Nanda langsung menyambar
kantong belanja dari tangan Ayu begitu melihat wanita itu sedang berbelanja di
salah satu minimarket yang ada di kota tersebut. “Pacarmu yang tadi mana? Nggak
temenin kamu belanja?” tanyanya.
Ayu terdiam sejenak mendengar
pertanyaan Nanda.
“Dia sibuk?” tanya Nanda lagi.
“Emangnya, pacar harus ada dua
puluh empat jam buat kita?” sahut Ayu sambil berusaha menarik kantong belanja
dari tangan Nanda.
“Nggak harus, sih.
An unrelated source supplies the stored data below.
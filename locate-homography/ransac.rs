use log::debug;
use nalgebra::Point2;
use rand::rngs::StdRng;
use rand::seq::index::sample;
use rand::SeedableRng;

use crate::config::{LocalizerConfig, MIN_SAMPLE};
use crate::error::{LocalizeError, LocalizeResult};
use crate::homography::{estimate_dlt, estimate_four_point, Homography};

/// Result of a robust fit
#[derive(Debug, Clone)]
pub struct RansacOutcome {
    pub homography: Homography,
    /// Inlier flag per correspondence, in input order
    pub inliers: Vec<bool>,
    pub inlier_count: usize,
    /// Hypotheses drawn before stopping
    pub iterations: usize,
}

/// Iterations needed to draw one all-inlier sample with probability `confidence`
fn required_iterations(inliers: usize, total: usize, confidence: f64) -> usize {
    let w = inliers as f64 / total as f64;
    let p_good = w.powi(MIN_SAMPLE as i32);
    if p_good >= 1.0 - f64::EPSILON {
        return 1;
    }
    if p_good <= f64::EPSILON {
        return usize::MAX;
    }
    let k = (1.0 - confidence).ln() / (1.0 - p_good).ln();
    if k.is_finite() {
        k.ceil().max(1.0) as usize
    } else {
        usize::MAX
    }
}

fn inlier_mask(h: &Homography, src: &[Point2<f64>], dst: &[Point2<f64>], threshold: f64) -> Vec<bool> {
    src.iter()
        .zip(dst)
        .map(|(s, d)| h.transfer_error(*s, *d) <= threshold)
        .collect()
}

fn count_inliers(h: &Homography, src: &[Point2<f64>], dst: &[Point2<f64>], threshold: f64) -> usize {
    src.iter()
        .zip(dst)
        .filter(|(s, d)| h.transfer_error(**s, **d) <= threshold)
        .count()
}

/// Robust homography `dst ~ H * src`.
///
/// Draws minimal samples from a generator seeded with `cfg.seed`, so the
/// outcome is reproducible. Samples with three collinear points on either
/// side are skipped. The best hypothesis is refit on all its inliers with
/// the normalized DLT; the refit replaces it only if it keeps at least as
/// many inliers.
pub fn estimate_ransac(
    src: &[Point2<f64>],
    dst: &[Point2<f64>],
    cfg: &LocalizerConfig,
) -> LocalizeResult<RansacOutcome> {
    let n = src.len().min(dst.len());
    if n < MIN_SAMPLE {
        return Err(LocalizeError::TooFewMatches {
            found: n,
            required: MIN_SAMPLE,
        });
    }
    let (src, dst) = (&src[..n], &dst[..n]);
    let threshold = cfg.reproj_threshold;

    let mut rng = StdRng::seed_from_u64(cfg.seed);
    let mut budget = cfg.max_iterations;
    let mut iterations = 0;
    let mut skipped = 0;
    let mut best: Option<(Homography, usize)> = None;

    while iterations < budget {
        iterations += 1;
        let picked = sample(&mut rng, n, MIN_SAMPLE);
        let s: Vec<Point2<f64>> = picked.iter().map(|i| src[i]).collect();
        let d: Vec<Point2<f64>> = picked.iter().map(|i| dst[i]).collect();
        let Some(h) = estimate_four_point(&s, &d) else {
            skipped += 1;
            continue;
        };

        let count = count_inliers(&h, src, dst, threshold);
        if count > best.as_ref().map_or(0, |b| b.1) {
            best = Some((h, count));
            budget = budget.min(required_iterations(count, n, cfg.confidence));
        }
    }

    let (sample_model, sample_count) = match best {
        Some(b) if b.1 >= MIN_SAMPLE => b,
        _ => {
            return Err(LocalizeError::Degenerate(format!(
                "no hypothesis with at least {} inliers after {} iterations ({} degenerate samples)",
                MIN_SAMPLE, iterations, skipped
            )))
        }
    };

    let mask = inlier_mask(&sample_model, src, dst, threshold);
    let (in_src, in_dst): (Vec<_>, Vec<_>) = src
        .iter()
        .zip(dst)
        .zip(&mask)
        .filter(|(_, &keep)| keep)
        .map(|((s, d), _)| (*s, *d))
        .unzip();

    let refit = estimate_dlt(&in_src, &in_dst)
        .map(|h| (h, count_inliers(&h, src, dst, threshold)))
        .filter(|&(_, count)| count >= sample_count);
    let (homography, inlier_count, refined) = match refit {
        Some((h, count)) => (h, count, true),
        None => (sample_model, sample_count, false),
    };

    debug!(
        "RANSAC: {} correspondences, {} iterations ({} degenerate), {} inliers, refit {}",
        n,
        iterations,
        skipped,
        inlier_count,
        if refined { "kept" } else { "dropped" }
    );

    Ok(RansacOutcome {
        homography,
        inliers: inlier_mask(&homography, src, dst, threshold),
        inlier_count,
        iterations,
    })
}

#[cfg(test)]
mod tests {
    use super::*;
    use nalgebra::Matrix3;
    use rand::Rng;

    fn reference() -> Homography {
        Homography::from_matrix(Matrix3::new(
            0.95, -0.25, 140.0, //
            0.3, 1.05, 60.0, //
            0.0003, 0.0001, 1.0,
        ))
        .unwrap()
    }

    /// `n` correspondences of `reference()`; every index with `i % 10 < 3`
    /// is pushed at least 40 pixels off its true position
    fn correspondences(n: usize, seed: u64) -> (Vec<Point2<f64>>, Vec<Point2<f64>>) {
        let h = reference();
        let mut rng = StdRng::seed_from_u64(seed);
        (0..n)
            .map(|i| {
                let s = Point2::new(rng.gen_range(0.0..200.0), rng.gen_range(0.0..150.0));
                let mut d = h.apply(s).unwrap();
                if i % 10 < 3 {
                    d.x += rng.gen_range(40.0..120.0);
                    d.y -= rng.gen_range(40.0..120.0);
                }
                (s, d)
            })
            .unzip()
    }

    #[test]
    fn recovers_homography_with_outliers() {
        let (src, dst) = correspondences(50, 7);
        let out = estimate_ransac(&src, &dst, &LocalizerConfig::default()).unwrap();
        assert_eq!(out.inlier_count, 35);
        for (i, &flag) in out.inliers.iter().enumerate() {
            assert_eq!(flag, i % 10 >= 3, "correspondence {i}");
        }
        let h = reference();
        for p in [Point2::new(0.0, 0.0), Point2::new(200.0, 150.0), Point2::new(37.0, 91.0)] {
            let expected = h.apply(p).unwrap();
            assert!(out.homography.transfer_error(p, expected) < 1e-6);
        }
    }

    #[test]
    fn clean_data_stops_early() {
        let h = reference();
        let src: Vec<_> = (0..30)
            .map(|i| Point2::new((i * 37 % 200) as f64, (i * 53 % 150) as f64))
            .collect();
        let dst: Vec<_> = src.iter().map(|p| h.apply(*p).unwrap()).collect();
        let out = estimate_ransac(&src, &dst, &LocalizerConfig::default()).unwrap();
        assert_eq!(out.inlier_count, 30);
        assert!(out.iterations < 10, "took {} iterations", out.iterations);
    }

    #[test]
    fn collinear_input_is_degenerate() {
        let src: Vec<_> = (0..12).map(|i| Point2::new(i as f64 * 5.0, 3.0 + i as f64)).collect();
        let dst: Vec<_> = src.iter().map(|p| Point2::new(p.x + 10.0, p.y - 4.0)).collect();
        let cfg = LocalizerConfig {
            max_iterations: 200,
            ..LocalizerConfig::default()
        };
        let err = estimate_ransac(&src, &dst, &cfg).unwrap_err();
        assert!(matches!(err, LocalizeError::Degenerate(_)));
    }

    #[test]
    fn needs_four_correspondences() {
        let pts = vec![Point2::new(0.0, 0.0); 3];
        assert_eq!(
            estimate_ransac(&pts, &pts, &LocalizerConfig::default()).unwrap_err(),
            LocalizeError::TooFewMatches {
                found: 3,
                required: 4
            }
        );
    }

    #[test]
    fn same_seed_same_result() {
        let (src, dst) = correspondences(40, 11);
        let cfg = LocalizerConfig::default();
        let a = estimate_ransac(&src, &dst, &cfg).unwrap();
        let b = estimate_ransac(&src, &dst, &cfg).unwrap();
        assert_eq!(a.homography, b.homography);
        assert_eq!(a.inliers, b.inliers);
        assert_eq!(a.iterations, b.iterations);
    }

    #[test]
    fn iteration_budget_follows_inlier_ratio() {
        assert_eq!(required_iterations(10, 10, 0.995), 1);
        assert_eq!(required_iterations(0, 10, 0.995), usize::MAX);
        // w = 0.5: ln(0.005) / ln(1 - 1/16) = 82.1
        assert_eq!(required_iterations(5, 10, 0.995), 83);
    }
}
//! Multi-scale FAST keypoint detection.
//!
//! The detector builds an image pyramid, runs the FAST-9/16 segment test on
//! every level, keeps 3x3 local maxima of the corner score and orients each
//! survivor by its intensity centroid.

pub mod builder;
pub mod corner_detection;
pub mod detector;
pub mod error;
pub mod pyramid;
pub mod refinement;
pub mod types;
pub mod utils;

pub use builder::ExtractorBuilder;
pub use detector::{validate_config, FastDetector};
pub use error::{FastError, FastResult};
pub use pyramid::ImagePyramid;
pub use types::{PyramidKeypoint, ScaleLevel, ScoredKeypoint};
Tapi ...
setidaknya dia bisa nemenin kamu karena ada aku di kota ini. Nggak takut kalau
aku ngerebut kamu dari dia?” tanya Nanda sambil melangkah santai dan membawa
kantong belanja milik Ayu.
Ayu menghela napas sambil
mengikuti langkah Nanda. “Aku pikir, dia udah balik ke negaranya,” batinnya.
“Nan, kamu nggak balik ke
Indo?” tanya Ayu sambil mengejar langkah Nanda.
“Aku balik kalau kamu mau balik
juga ke sana.”
“Kalau aku nggak mau?”
“Aku bisa pindah ke kota ini.
It’s a good place,” jawab Nanda santai.
Ayu memutar bola matanya. “Kamu
ini nganggur banget sampai punya waktu buat main-main di sini?”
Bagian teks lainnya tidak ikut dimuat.